** Dataset entries **
•••••
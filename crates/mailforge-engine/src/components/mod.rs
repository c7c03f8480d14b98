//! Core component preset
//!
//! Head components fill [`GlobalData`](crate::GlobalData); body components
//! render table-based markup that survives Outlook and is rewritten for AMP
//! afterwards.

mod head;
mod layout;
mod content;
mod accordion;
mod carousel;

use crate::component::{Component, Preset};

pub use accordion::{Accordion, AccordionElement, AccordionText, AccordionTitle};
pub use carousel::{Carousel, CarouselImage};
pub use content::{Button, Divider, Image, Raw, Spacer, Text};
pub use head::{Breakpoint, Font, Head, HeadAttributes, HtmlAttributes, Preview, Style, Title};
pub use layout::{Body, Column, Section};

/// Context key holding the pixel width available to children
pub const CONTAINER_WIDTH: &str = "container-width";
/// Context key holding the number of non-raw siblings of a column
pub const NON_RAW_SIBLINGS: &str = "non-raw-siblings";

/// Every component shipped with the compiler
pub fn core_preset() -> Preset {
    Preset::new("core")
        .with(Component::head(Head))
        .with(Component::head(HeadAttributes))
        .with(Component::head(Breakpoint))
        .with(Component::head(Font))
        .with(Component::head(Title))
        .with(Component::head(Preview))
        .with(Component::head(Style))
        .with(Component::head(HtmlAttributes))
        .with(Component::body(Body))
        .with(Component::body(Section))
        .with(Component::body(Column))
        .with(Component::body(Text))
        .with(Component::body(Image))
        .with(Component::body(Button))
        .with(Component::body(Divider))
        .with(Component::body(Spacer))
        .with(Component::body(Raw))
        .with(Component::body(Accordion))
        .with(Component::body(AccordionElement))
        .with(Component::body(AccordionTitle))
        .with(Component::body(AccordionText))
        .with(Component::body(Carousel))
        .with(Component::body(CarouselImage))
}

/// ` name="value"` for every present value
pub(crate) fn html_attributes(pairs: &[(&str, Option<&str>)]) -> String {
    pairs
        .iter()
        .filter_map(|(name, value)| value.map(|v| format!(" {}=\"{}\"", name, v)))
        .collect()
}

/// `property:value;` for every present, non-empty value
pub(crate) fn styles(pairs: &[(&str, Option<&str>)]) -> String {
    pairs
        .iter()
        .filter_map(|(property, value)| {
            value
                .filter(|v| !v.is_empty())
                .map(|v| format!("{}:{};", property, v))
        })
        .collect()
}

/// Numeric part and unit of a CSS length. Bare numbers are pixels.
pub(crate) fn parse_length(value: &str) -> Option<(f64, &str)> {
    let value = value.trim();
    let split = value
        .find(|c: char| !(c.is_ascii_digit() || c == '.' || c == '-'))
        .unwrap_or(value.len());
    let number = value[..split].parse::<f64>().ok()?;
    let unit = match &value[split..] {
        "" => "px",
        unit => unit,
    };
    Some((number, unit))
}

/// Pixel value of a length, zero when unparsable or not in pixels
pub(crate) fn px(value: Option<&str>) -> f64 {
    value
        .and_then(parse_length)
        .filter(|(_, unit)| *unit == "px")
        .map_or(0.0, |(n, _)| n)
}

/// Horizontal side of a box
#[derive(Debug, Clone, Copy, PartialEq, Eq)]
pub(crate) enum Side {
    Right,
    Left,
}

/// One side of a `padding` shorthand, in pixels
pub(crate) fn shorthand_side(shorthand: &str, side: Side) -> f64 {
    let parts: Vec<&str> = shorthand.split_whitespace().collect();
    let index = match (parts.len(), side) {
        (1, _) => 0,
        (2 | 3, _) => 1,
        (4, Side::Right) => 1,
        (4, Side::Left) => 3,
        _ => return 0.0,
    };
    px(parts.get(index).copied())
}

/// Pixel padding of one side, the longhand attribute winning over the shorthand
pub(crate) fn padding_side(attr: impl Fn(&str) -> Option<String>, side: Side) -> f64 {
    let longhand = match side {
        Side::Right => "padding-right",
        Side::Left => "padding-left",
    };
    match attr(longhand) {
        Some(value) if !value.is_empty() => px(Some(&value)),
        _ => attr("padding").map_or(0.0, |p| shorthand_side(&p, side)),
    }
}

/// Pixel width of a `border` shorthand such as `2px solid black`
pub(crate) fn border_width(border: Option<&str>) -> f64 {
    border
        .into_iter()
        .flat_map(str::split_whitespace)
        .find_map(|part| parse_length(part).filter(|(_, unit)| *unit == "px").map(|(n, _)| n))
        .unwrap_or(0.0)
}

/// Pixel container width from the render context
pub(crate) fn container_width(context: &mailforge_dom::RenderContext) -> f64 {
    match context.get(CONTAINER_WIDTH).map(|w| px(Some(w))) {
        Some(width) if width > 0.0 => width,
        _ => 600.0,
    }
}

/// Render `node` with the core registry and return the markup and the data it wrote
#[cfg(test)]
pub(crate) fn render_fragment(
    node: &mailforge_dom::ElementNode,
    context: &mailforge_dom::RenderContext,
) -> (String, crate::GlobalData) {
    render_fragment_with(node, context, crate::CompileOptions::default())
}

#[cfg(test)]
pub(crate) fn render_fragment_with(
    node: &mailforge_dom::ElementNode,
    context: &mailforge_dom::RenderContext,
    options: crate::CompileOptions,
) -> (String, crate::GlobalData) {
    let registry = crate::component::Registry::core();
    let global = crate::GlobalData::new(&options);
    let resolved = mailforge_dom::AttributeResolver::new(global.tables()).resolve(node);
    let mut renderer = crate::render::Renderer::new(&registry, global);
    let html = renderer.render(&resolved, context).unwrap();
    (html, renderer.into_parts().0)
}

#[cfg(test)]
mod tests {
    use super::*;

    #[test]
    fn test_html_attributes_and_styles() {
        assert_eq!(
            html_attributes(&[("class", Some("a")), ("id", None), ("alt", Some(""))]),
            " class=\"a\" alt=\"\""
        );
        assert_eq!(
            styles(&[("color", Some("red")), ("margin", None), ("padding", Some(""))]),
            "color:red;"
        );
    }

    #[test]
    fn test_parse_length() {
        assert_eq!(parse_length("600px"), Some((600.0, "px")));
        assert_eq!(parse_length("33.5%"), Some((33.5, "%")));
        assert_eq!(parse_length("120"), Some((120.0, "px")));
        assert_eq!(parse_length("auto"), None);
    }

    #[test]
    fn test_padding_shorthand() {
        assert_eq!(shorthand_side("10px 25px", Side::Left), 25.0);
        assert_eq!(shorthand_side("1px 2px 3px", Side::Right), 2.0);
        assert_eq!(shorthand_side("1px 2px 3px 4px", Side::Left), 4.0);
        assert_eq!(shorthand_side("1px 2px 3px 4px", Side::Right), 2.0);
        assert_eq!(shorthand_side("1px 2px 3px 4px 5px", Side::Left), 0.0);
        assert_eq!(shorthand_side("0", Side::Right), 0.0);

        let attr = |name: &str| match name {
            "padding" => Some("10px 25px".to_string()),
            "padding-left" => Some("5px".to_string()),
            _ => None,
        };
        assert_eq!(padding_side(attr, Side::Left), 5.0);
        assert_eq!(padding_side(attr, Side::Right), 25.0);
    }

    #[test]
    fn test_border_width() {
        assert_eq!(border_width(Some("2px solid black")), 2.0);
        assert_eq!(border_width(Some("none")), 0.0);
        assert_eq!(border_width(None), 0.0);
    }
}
•••••
** Task details **
If a line in the records above has the word "AccordionTitle", copy it.

** Answer below **
pub use accordion::{Accordion, AccordionElement, AccordionText, AccordionTitle};
        .with(Component::body(AccordionTitle))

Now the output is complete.